Desde que realizei a primeira comunhão, em meados dos anos 2000, não sou mais católico. Nesse período, tive a oportunidade de conhecer um bom número de expressões de fé e aprender com cada uma delas. Estive dos terreiros de umbanda aos templos da Igreja de Jesus Cristo dos Santos dos Últimos Dias, conhecida popularmente como igreja dos “mórmons”. Entretanto, a maior parte da minha vida foi dedicada à igreja protestante — mesmo que esse termo ainda seja mal compreendido por boa parte dos brasileiros.
Como protestante, fui evangelizado para ser anticatólico durante boa parte da minha vida. Faço um parêntese aqui: nos fundamentos do evangelho, tive o privilégio de ser ensinado por pessoas que estavam mais preocupadas em servir do que em acusar os outros, o que contribuiu para que eu mantivesse uma porta aberta para aprender. Entretanto, essa não foi a norma. A cada templo visitado, em cada liturgia e homilia proferida, o viés anticatólico surgia, criando uma ideia de inimigos constantes e uma luta que parecia não ter vencedores.
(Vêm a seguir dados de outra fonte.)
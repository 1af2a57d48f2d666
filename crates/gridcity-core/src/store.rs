//! The backing store seam.
//!
//! The engine reads companies, buildings and maps through [`Store`] and
//! writes exclusively through [`Store::commit`]. Implementations must apply
//! a [`Batch`] all or nothing, rejecting it with [`StoreError::Conflict`]
//! when any guard no longer matches.

use std::collections::BTreeSet;
use std::future::Future;

use gridcity_types::{Building, BuildingId, Company, CompanyId, GridPos, MapConfig, MapId};

use crate::batch::Batch;
use crate::error::StoreError;

/// Persistent state of the simulation.
pub trait Store: Send + Sync {
    /// Load a company.
    fn company(
        &self,
        id: CompanyId,
    ) -> impl Future<Output = Result<Option<Company>, StoreError>> + Send;

    /// Load a building.
    fn building(
        &self,
        id: BuildingId,
    ) -> impl Future<Output = Result<Option<Building>, StoreError>> + Send;

    /// Load a map's configuration.
    fn map(&self, id: MapId) -> impl Future<Output = Result<Option<MapConfig>, StoreError>> + Send;

    /// Every map id known to the store.
    fn map_ids(&self) -> impl Future<Output = Result<Vec<MapId>, StoreError>> + Send;

    /// Buildings of `map_id` within Chebyshev distance `radius` of `center`,
    /// including any building on `center` itself, ordered by id.
    fn buildings_near(
        &self,
        map_id: MapId,
        center: GridPos,
        radius: u32,
    ) -> impl Future<Output = Result<Vec<Building>, StoreError>> + Send;

    /// Every building on `map_id`, ordered by id.
    fn map_buildings(
        &self,
        map_id: MapId,
    ) -> impl Future<Output = Result<Vec<Building>, StoreError>> + Send;

    /// Atomically take the dirty set of `map_id`, leaving it empty.
    fn drain_dirty(
        &self,
        map_id: MapId,
    ) -> impl Future<Output = Result<BTreeSet<BuildingId>, StoreError>> + Send;

    /// Put drained ids back into the dirty set of `map_id`.
    fn requeue_dirty(
        &self,
        map_id: MapId,
        ids: &BTreeSet<BuildingId>,
    ) -> impl Future<Output = Result<(), StoreError>> + Send;

    /// Apply `batch` atomically.
    fn commit(&self, batch: Batch) -> impl Future<Output = Result<(), StoreError>> + Send;
}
Com o passar do tempo, fui sendo apresentado a pessoas que ressignificaram o evangelho para mim — de padres comprometidos com os pobres e marginalizados a fiéis que exerciam um ministério de misericórdia, e que inspiraram a minha caminhada. Aprender com eles e compartilhar minhas angústias, temores e vitórias fez de mim uma pessoa um pouco melhor. Pude entender que, além das instituições organizadas, com suas hierarquias e seus dogmas, a fé e o amor continuam transpassando, buscando alcançar aqueles que estiverem sensíveis ao chamado.
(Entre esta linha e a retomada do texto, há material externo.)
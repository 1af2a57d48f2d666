//! Fire spread, fire damage and self-extinguishing for one tick.
//!
//! Only buildings burning when the tick starts act. Each of them, in id
//! order:
//!
//! 1. tries to ignite every adjacent (Chebyshev distance 1) building that is
//!    standing and not yet burning;
//! 2. takes `damage_per_tick` damage, collapsing (and going out) at 100;
//! 3. if still standing, may burn out on its own.
//!
//! Buildings ignited this tick start burning next tick.

use std::collections::{BTreeMap, BTreeSet};

use tracing::debug;

use gridcity_types::{Building, BuildingId};

use crate::config::{BP_SCALE, FireConfig};
use crate::rng::RollSource;

/// What fire did during one tick.
#[derive(Debug, Clone, Default, PartialEq, Eq)]
pub struct FireReport {
    /// Buildings whose condition changed.
    pub changed: BTreeSet<BuildingId>,
    /// Buildings newly ignited by spreading fire.
    pub ignited: BTreeSet<BuildingId>,
    /// Buildings that burned down.
    pub collapsed: BTreeSet<BuildingId>,
    /// Buildings whose fire went out on its own.
    pub extinguished: BTreeSet<BuildingId>,
}

/// Chance that fire jumps from a burning building to `neighbour`.
pub fn spread_chance(neighbour: &Building, config: &FireConfig) -> u32 {
    let flammability = config.flammability.of(&neighbour.building_type);
    let scaled = u64::from(config.spread_chance_bp).saturating_mul(u64::from(flammability)) / 100;
    let base = u32::try_from(scaled).unwrap_or(u32::MAX);
    let reduced = if neighbour.has_sprinklers() {
        base.saturating_sub(config.sprinkler_spread_reduction_bp)
    } else {
        base
    };
    reduced.min(BP_SCALE)
}

/// Chance that a burning building's fire goes out this tick.
pub fn extinguish_chance(building: &Building, config: &FireConfig) -> u32 {
    let chance = if building.has_sprinklers() {
        config
            .self_extinguish_bp
            .saturating_add(config.sprinkler_extinguish_bonus_bp)
    } else {
        config.self_extinguish_bp
    };
    chance.min(BP_SCALE)
}

/// Run one tick of fire over a map snapshot, mutating it in place.
pub fn process_fires(
    buildings: &mut BTreeMap<BuildingId, Building>,
    config: &FireConfig,
    rolls: &mut dyn RollSource,
) -> FireReport {
    let mut report = FireReport::default();
    let burning: Vec<BuildingId> = buildings
        .values()
        .filter(|b| b.condition.is_on_fire && !b.condition.is_collapsed)
        .map(|b| b.id)
        .collect();

    for id in burning {
        let Some(source) = buildings.get(&id) else {
            continue;
        };
        let source_pos = source.pos;

        let candidates: Vec<(BuildingId, u32)> = buildings
            .values()
            .filter(|b| {
                b.id != id
                    && b.pos.chebyshev_distance(source_pos) <= 1
                    && !b.condition.is_collapsed
                    && !b.condition.is_on_fire
            })
            .map(|b| (b.id, spread_chance(b, config)))
            .collect();

        for (neighbour_id, chance) in candidates {
            if !rolls.chance(chance) {
                continue;
            }
            if let Some(neighbour) = buildings.get_mut(&neighbour_id) {
                neighbour.condition.is_on_fire = true;
                report.ignited.insert(neighbour_id);
                report.changed.insert(neighbour_id);
                debug!(from = %id, to = %neighbour_id, chance, "Fire spread");
            }
        }

        let Some(source) = buildings.get_mut(&id) else {
            continue;
        };
        let before = source.condition;
        source.condition = before.with_damage(config.damage_per_tick);
        if source.condition != before {
            report.changed.insert(id);
        }
        if source.condition.is_collapsed {
            report.collapsed.insert(id);
            debug!(building = %id, "Burned down");
            continue;
        }

        let chance = extinguish_chance(source, config);
        if rolls.chance(chance) {
            source.condition.is_on_fire = false;
            report.extinguished.insert(id);
            report.changed.insert(id);
            debug!(building = %id, chance, "Fire went out");
        }
    }
    report
}

#[cfg(test)]
#[allow(clippy::unwrap_used, clippy::indexing_slicing)]
mod tests {
    use rust_decimal::Decimal;

    use gridcity_types::{BuildingCondition, CompanyId, GridPos, MapId, SecurityConfig};

    use super::*;
    use crate::rng::ScriptedRolls;

    fn place(
        map: &mut BTreeMap<BuildingId, Building>,
        map_id: MapId,
        x: i32,
        y: i32,
    ) -> BuildingId {
        let building = Building {
            id: BuildingId::new(),
            map_id,
            pos: GridPos::new(x, y),
            building_type: "shop".to_owned(),
            owner: CompanyId::new(),
            condition: BuildingCondition::default(),
            profit: Decimal::ZERO,
            security: None,
        };
        let id = building.id;
        map.insert(id, building);
        id
    }

    fn ignite(map: &mut BTreeMap<BuildingId, Building>, id: BuildingId, damage: u8) {
        let building = map.get_mut(&id).unwrap();
        building.condition.is_on_fire = true;
        building.condition.damage_percent = damage;
    }

    #[test]
    fn spread_chance_follows_flammability_and_sprinklers() {
        let config = FireConfig::default();
        let mut map = BTreeMap::new();
        let id = place(&mut map, MapId::new(), 0, 0);
        let shop = map.get_mut(&id).unwrap();
        assert_eq!(spread_chance(shop, &config), 2_000);

        shop.building_type = "warehouse".to_owned();
        assert_eq!(spread_chance(shop, &config), 3_000);

        shop.security = Some(SecurityConfig {
            sprinklers: true,
            ..SecurityConfig::default()
        });
        assert_eq!(spread_chance(shop, &config), 1_500);
    }

    #[test]
    fn fire_spreads_only_to_adjacent_standing_buildings() {
        let map_id = MapId::new();
        let mut map = BTreeMap::new();
        let source = place(&mut map, map_id, 0, 0);
        let adjacent = place(&mut map, map_id, 1, 1);
        let rubble = place(&mut map, map_id, -1, 0);
        let far = place(&mut map, map_id, 2, 0);
        ignite(&mut map, source, 10);
        let rubble_building = map.get_mut(&rubble).unwrap();
        rubble_building.condition = BuildingCondition {
            damage_percent: 100,
            is_on_fire: false,
            is_collapsed: true,
        };

        // One spread roll (adjacent), then the extinguish roll.
        let mut rolls = ScriptedRolls::new([0, 9_999]);
        let report = process_fires(&mut map, &FireConfig::default(), &mut rolls);

        assert_eq!(rolls.drawn(), 2);
        assert_eq!(report.ignited, BTreeSet::from([adjacent]));
        assert!(map[&adjacent].condition.is_on_fire);
        assert!(!map[&far].condition.is_on_fire);
        assert!(!map[&rubble].condition.is_on_fire);
        assert_eq!(map[&source].condition.damage_percent, 15);
        assert!(map[&source].condition.is_on_fire);
    }

    #[test]
    fn newly_ignited_buildings_wait_a_tick() {
        let map_id = MapId::new();
        let mut map = BTreeMap::new();
        let source = place(&mut map, map_id, 0, 0);
        let neighbour = place(&mut map, map_id, 0, 1);
        ignite(&mut map, source, 0);

        let mut rolls = ScriptedRolls::new([0, 9_999]);
        process_fires(&mut map, &FireConfig::default(), &mut rolls);

        assert!(map[&neighbour].condition.is_on_fire);
        assert_eq!(map[&neighbour].condition.damage_percent, 0);
    }

    #[test]
    fn fire_damage_collapses_and_extinguishes() {
        let mut map = BTreeMap::new();
        let source = place(&mut map, MapId::new(), 0, 0);
        ignite(&mut map, source, 97);

        let mut rolls = ScriptedRolls::never();
        let report = process_fires(&mut map, &FireConfig::default(), &mut rolls);

        let condition = map[&source].condition;
        assert_eq!(condition.damage_percent, 100);
        assert!(condition.is_collapsed);
        assert!(!condition.is_on_fire);
        assert_eq!(report.collapsed, BTreeSet::from([source]));
        // Collapsed buildings do not roll to extinguish.
        assert_eq!(rolls.drawn(), 0);
    }

    #[test]
    fn sprinklers_help_put_fires_out() {
        let config = FireConfig::default();
        let mut map = BTreeMap::new();
        let source = place(&mut map, MapId::new(), 0, 0);
        ignite(&mut map, source, 0);
        map.get_mut(&source).unwrap().security = Some(SecurityConfig {
            sprinklers: true,
            ..SecurityConfig::default()
        });
        assert_eq!(extinguish_chance(&map[&source], &config), 5_500);

        let mut rolls = ScriptedRolls::new([5_000]);
        let report = process_fires(&mut map, &config, &mut rolls);
        assert_eq!(report.extinguished, BTreeSet::from([source]));
        assert!(!map[&source].condition.is_on_fire);
    }
}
Faço essa introdução para conectá-lo ao dia de hoje, quando o Papa Francisco fez sua passagem. Um misto de sentimentos percorre meu coração. Não sou católico romano, mas, ao longo dos anos, aprendi a observar sua liderança e me encantar por seus ensinamentos. Talvez esse seja um dos maiores legados do papado de Francisco: conseguir conectar pessoas que não faziam parte do mundo católico aos seus ideais de um mundo mais justo, igualitário e misericordioso. O mundo ocidental sente sua partida, temeroso de que outro líder tão próximo das necessidades dos mais vulneráveis não possa substituí-lo. E, neste mundo já marcado por conflitos, guerras e mentiras, a ausência de Francisco será sentida de maneira contundente.
Creio que, neste momento, não seja necessário pensar no futuro. Nestes dias, é preciso viver o luto. Reunir todos os ensinamentos e refletir sobre todos os atos de Francisco se faz necessário. É tempo de observação, de sentir a dor da partida e de recordar a esperança que vivemos. Em suas últimas palavras, no dia da Ressurreição de Cristo, na Páscoa do Senhor, Francisco condenou as guerras, lembrou dos palestinos, ucranianos, sudaneses e tantos outros povos que vivem a tormenta da guerra. No luto que vivo, reflito sobre sua convocação, que, independente de sermos cristãos católicos ou protestantes, traz a essência do evangelho:
"Este é o anúncio da Páscoa: É preciso procurá-lo noutro lugar. Cristo ressuscitou, está vivo! Não ficou prisioneiro da morte, já não está envolvido pelo sudário e, por isso, não podemos encerrá-lo numa bonita história para contar, não podemos fazer dele um herói do passado ou pensar nele como uma estátua colocada na sala de um museu! Pelo contrário, temos de O procurar, e, por isso, não podemos ficar parados. Temos de nos pôr em movimento, sair para O procurar: procurá-lo na vida, procurá-lo no rosto dos irmãos, procurá-lo no dia a dia, procurá-lo em todo o lado, exceto naquele túmulo". (Papa Francisco, 20 de abril de 2025).